WHEN the latest series of New Tricks first hit our screens, some fans may have been wondering if it was going to be the last.

With Alun Armstrong and Amanda Redman both following in the footsteps of James Bolam and stepping down from the crime drama, just how long could it continue?

Well, the good news is that the tenth series has suggested there’s still plenty of life in the old dog yet.

New recruits Sasha Miller (Tamzin Outhwaite) and Danny Griffin (Nicholas Lyndhurst) have fitted straight into the Ucos team, while Armstrong and Redman’s exit episodes have left some more excitable fans wondering if there could even be scope for a couple of spin-offs.

After all, what lover of quirky comedy dramas wouldn’t want to watch an eccentric retired couple searching for missing persons in Brian and Esther Investigate?
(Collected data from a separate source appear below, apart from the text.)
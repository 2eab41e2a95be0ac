//! Confidence calibration and drift analysis.
//!
//! Samples come either from the trades of a backtest report or from settled
//! prediction signals in the database. Bet sizes and payout follow the
//! loaded configuration so the threshold search matches the live gate.

use anyhow::{anyhow, Result};
use clap::Args;
use std::path::PathBuf;

use btc_predictor_backtest::calibration::CalibrationReport;
use btc_predictor_backtest::{analyze, read_report, AnalysisParams, CalibrationSample};
use btc_predictor_core::{AppConfig, ConfigLoader, Venue};
use btc_predictor_data::{DataStore, PgStore};

use super::backtest::OutputFormat;

/// Arguments for the analyze-calibration command.
#[derive(Args, Debug, Clone)]
pub struct AnalyzeCalibrationArgs {
    /// Backtest report JSON (takes precedence over the database)
    #[arg(long)]
    pub report: Option<PathBuf>,

    /// Database connection URL for settled signals (uses DATABASE_URL env var if not provided)
    #[arg(long, env = "DATABASE_URL")]
    pub db_url: Option<String>,

    /// Only signals from this strategy
    #[arg(long)]
    pub strategy: Option<String>,

    /// Contract timeframe in minutes (defaults to the report's)
    #[arg(long)]
    pub timeframe: Option<u32>,

    /// Settlement venue: binance, polymarket (defaults to the report's)
    #[arg(long)]
    pub platform: Option<String>,

    /// Config file path
    #[arg(long, default_value = "config/Config.toml")]
    pub config: PathBuf,

    /// Minimum trades at a threshold for it to be recommended
    #[arg(long, default_value = "10")]
    pub min_samples: usize,

    /// Output format: text, json (default: text)
    #[arg(long, default_value = "text")]
    pub format: String,
}

/// Formats the calibration analysis as a text report.
pub fn format_calibration_report(report: &CalibrationReport) -> String {
    let mut output = String::new();

    output.push('\n');
    output.push_str("===============================================================\n");
    output.push_str("                   CONFIDENCE CALIBRATION                      \n");
    output.push_str("===============================================================\n");
    output.push_str(&format!("Samples:            {:>10}\n", report.total));
    output.push_str(&format!("Accuracy:           {:>9.2}%\n", report.accuracy * 100.0));
    output.push_str(&format!("ECE:                {:>10.4}\n", report.ece));
    output.push('\n');

    output.push_str("BINS\n");
    output.push_str("---------------------------------------------------------------\n");
    output.push_str("  range           n   accuracy  mean conf      gap\n");
    for bin in &report.bins {
        output.push_str(&format!(
            "  [{:.2}, {:.2})  {:>5}   {:>7.2}%   {:>7.2}%  {:>+7.2}%\n",
            bin.lower,
            bin.upper,
            bin.count,
            bin.accuracy * 100.0,
            bin.mean_confidence * 100.0,
            bin.gap() * 100.0
        ));
    }
    output.push('\n');

    output.push_str("THRESHOLDS\n");
    output.push_str("---------------------------------------------------------------\n");
    output.push_str("  thr      n   accuracy   avg bet  E[pnl]/trade  trades/day  E[pnl]/day\n");
    for row in report.thresholds.iter().filter(|r| r.count > 0) {
        output.push_str(&format!(
            "  {:.2} {:>6}   {:>7.2}%  {:>8.2}  {:>12.3}  {:>10.2}  {:>10.2}\n",
            row.threshold,
            row.count,
            row.accuracy * 100.0,
            row.avg_bet,
            row.expected_pnl_per_trade,
            row.trades_per_day,
            row.expected_pnl_per_day
        ));
    }
    match &report.best_threshold {
        Some(best) => output.push_str(&format!(
            "Best threshold:     {:>10.2}  (E[pnl]/day {:.2})\n",
            best.threshold, best.expected_pnl_per_day
        )),
        None => output.push_str("Best threshold:     none with enough samples\n"),
    }
    if let Some(current) = &report.current_threshold {
        output.push_str(&format!(
            "Current threshold:  {:>10.3}  (E[pnl]/day {:.2}, n={})\n",
            current.threshold, current.expected_pnl_per_day, current.count
        ));
    }
    output.push('\n');

    output.push_str("DRIFT\n");
    output.push_str("---------------------------------------------------------------\n");
    output.push_str(&format!("Windows:            {:>10}\n", report.drift.windows.len()));
    output.push_str(&format!("Slope per window:   {:>10.4}\n", report.drift.slope));
    output.push_str(&format!("Trend:              {:?}\n", report.drift.trend));
    output.push('\n');

    output.push_str("CONSISTENCY\n");
    output.push_str("---------------------------------------------------------------\n");
    output.push_str(&format!(
        "Baseline accuracy:  {:>9.2}%\n",
        report.consistency.baseline_accuracy * 100.0
    ));
    for streak in &report.consistency.by_streak {
        output.push_str(&format!(
            "  streak {}: {:>7.2}%  n={}\n",
            streak.n,
            streak.accuracy * 100.0,
            streak.count
        ));
    }
    output.push_str("===============================================================\n");

    output
}

/// Calibration inputs gathered from one source.
struct Samples {
    samples: Vec<CalibrationSample>,
    timeframe: Option<u32>,
    venue: Option<Venue>,
}

async fn load_samples(args: &AnalyzeCalibrationArgs, config: &AppConfig) -> Result<Samples> {
    if let Some(path) = &args.report {
        let report = read_report(path)?;
        let samples = report
            .trades
            .iter()
            .filter_map(CalibrationSample::from_trade)
            .collect();
        return Ok(Samples {
            samples,
            timeframe: report.meta.as_ref().map(|m| m.timeframe_minutes),
            venue: report.meta.as_ref().map(|m| m.platform),
        });
    }

    let db_url = args.db_url.as_deref().ok_or_else(|| {
        anyhow!("Provide --report <json> or a database via --db-url / DATABASE_URL")
    })?;
    let store = PgStore::connect(db_url, config.database.max_connections).await?;
    let settled = store
        .get_settled_signals(args.strategy.as_deref(), args.timeframe)
        .await?;
    tracing::info!(
        strategy = args.strategy.as_deref().unwrap_or("all"),
        signals = settled.len(),
        "loaded settled signals"
    );
    Ok(Samples {
        samples: settled
            .iter()
            .filter_map(CalibrationSample::from_stored_signal)
            .collect(),
        timeframe: None,
        venue: None,
    })
}

/// Analysis parameters for `timeframe` on `venue` as configured.
pub fn analysis_params(
    config: &AppConfig,
    venue: Venue,
    timeframe: u32,
    min_samples: usize,
) -> AnalysisParams {
    AnalysisParams {
        min_samples,
        ..AnalysisParams::from_config(config, venue, timeframe)
    }
}

/// Runs the analyze-calibration command.
///
/// # Errors
/// Returns an error if configuration or the samples cannot be loaded, or if
/// no timeframe is known for bet sizing.
pub async fn run_analyze_calibration(args: AnalyzeCalibrationArgs) -> Result<()> {
    let format = OutputFormat::parse(&args.format)?;
    let config = ConfigLoader::load_from(&args.config)?;
    let loaded = load_samples(&args, &config).await?;

    let timeframe = args.timeframe.or(loaded.timeframe).ok_or_else(|| {
        anyhow!("--timeframe is required to size bets when the source has no timeframe")
    })?;
    let venue = match &args.platform {
        Some(platform) => platform.parse()?,
        None => loaded.venue.unwrap_or(Venue::Binance),
    };
    let params = analysis_params(&config, venue, timeframe, args.min_samples);
    tracing::info!(
        samples = loaded.samples.len(),
        timeframe,
        %venue,
        min_bet = params.min_bet,
        max_bet = params.max_bet,
        payout = params.payout_ratio,
        "analysing calibration"
    );

    let analysis = analyze(&loaded.samples, &params);
    match format {
        OutputFormat::Text => println!("{}", format_calibration_report(&analysis)),
        OutputFormat::Json => println!("{}", serde_json::to_string_pretty(&analysis)?),
    }
    Ok(())
}

#[cfg(test)]
mod tests {
    use super::*;
    use btc_predictor_core::Direction;
    use chrono::{Duration, TimeZone, Utc};

    #[test]
    fn calibration_text_has_sections() {
        let base = Utc.with_ymd_and_hms(2025, 1, 1, 0, 0, 0).unwrap();
        let samples: Vec<CalibrationSample> = (0..60)
            .map(|i| CalibrationSample {
                timestamp: base + Duration::hours(i),
                direction: Direction::Higher,
                confidence: 0.6 + (i % 3) as f64 * 0.05,
                correct: i % 2 == 0,
            })
            .collect();
        let text = format_calibration_report(&analyze(&samples, &AnalysisParams::default()));
        for section in ["BINS", "THRESHOLDS", "DRIFT", "CONSISTENCY"] {
            assert!(text.contains(section), "missing {section}");
        }
    }

    #[test]
    fn empty_report_still_formats() {
        let text = format_calibration_report(&analyze(&[], &AnalysisParams::default()));
        assert!(text.contains("Samples:"));
        assert!(text.contains("none with enough samples"));
    }

    #[test]
    fn params_use_configured_bet_range() {
        let mut config = AppConfig::default();
        config.risk_control.bet_range = [10.0, 40.0];
        let params = analysis_params(&config, Venue::Polymarket, 30, 3);
        assert_eq!(params.min_bet, 10.0);
        assert_eq!(params.max_bet, 40.0);
        assert_eq!(params.payout_ratio, 2.0);
        assert_eq!(params.min_samples, 3);
        assert_eq!(params.current_threshold, Some(0.591));
    }

    #[test]
    fn current_threshold_line_is_printed() {
        let base = Utc.with_ymd_and_hms(2025, 1, 1, 0, 0, 0).unwrap();
        let samples: Vec<CalibrationSample> = (0..20)
            .map(|i| CalibrationSample {
                timestamp: base + Duration::hours(i),
                direction: Direction::Lower,
                confidence: 0.62,
                correct: i % 4 != 0,
            })
            .collect();
        let params = analysis_params(&AppConfig::default(), Venue::Binance, 10, 10);
        let text = format_calibration_report(&analyze(&samples, &params));
        assert!(text.contains("Current threshold:       0.606"));
    }

    #[tokio::test]
    async fn database_source_requires_url() {
        let args = AnalyzeCalibrationArgs {
            report: None,
            db_url: None,
            strategy: None,
            timeframe: Some(10),
            platform: None,
            config: PathBuf::from("missing.toml"),
            min_samples: 10,
            format: "text".into(),
        };
        let err = load_samples(&args, &AppConfig::default()).await.err().unwrap();
        assert!(err.to_string().contains("--db-url"));
    }
}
And surely TV is well overdue a series about a feisty detective who hunts war criminals with the help of a ghostly sidekick in Pullman and Halford (Deceased)?

But while those series remain pipe dreams, what has made New Tricks so seemingly indestructible? Well, it seems the stars are as stumped as the rest of us.

“When I joined, I asked the other cast members why the show was so huge. They had no idea,” says Denis Lawson, who was the new boy before Lyndhurst and Outhwaite arrived.

“Some say it is because young people are too busy watching online or on iPad or playing computer games. But the show is a hit in universities and its fastest growing audience is in its 30s. It’s huge overseas – Dennis Waterman has heard from people in Indiana and the Middle East, and I get big hellos from Australians over here.

It’s bafflingly huge.”

There’s another mystery to ponder in tonight’s episode – the last in the current run – as the team takes another look at the case of notorious crime boss Edward Monroe, who was convicted of the murder of prominent oncologist Alistair Caldwell.

The Met officer who handled the original case, DCI “Headline” Hennessy, has been accused of suppressing evidence, and Strickland wants to know if Monroe could have grounds to appeal.

But the case presents Miller with a dilemma – she believes Monroe was mixed up in the murder of former CID partner Josh Tyler, who was working undercover in the crime boss’ gang. So, when a discovery seems to suggest Hennessy mishandled the case, will she speak up or keep quiet in the hope of getting the result she actually wants?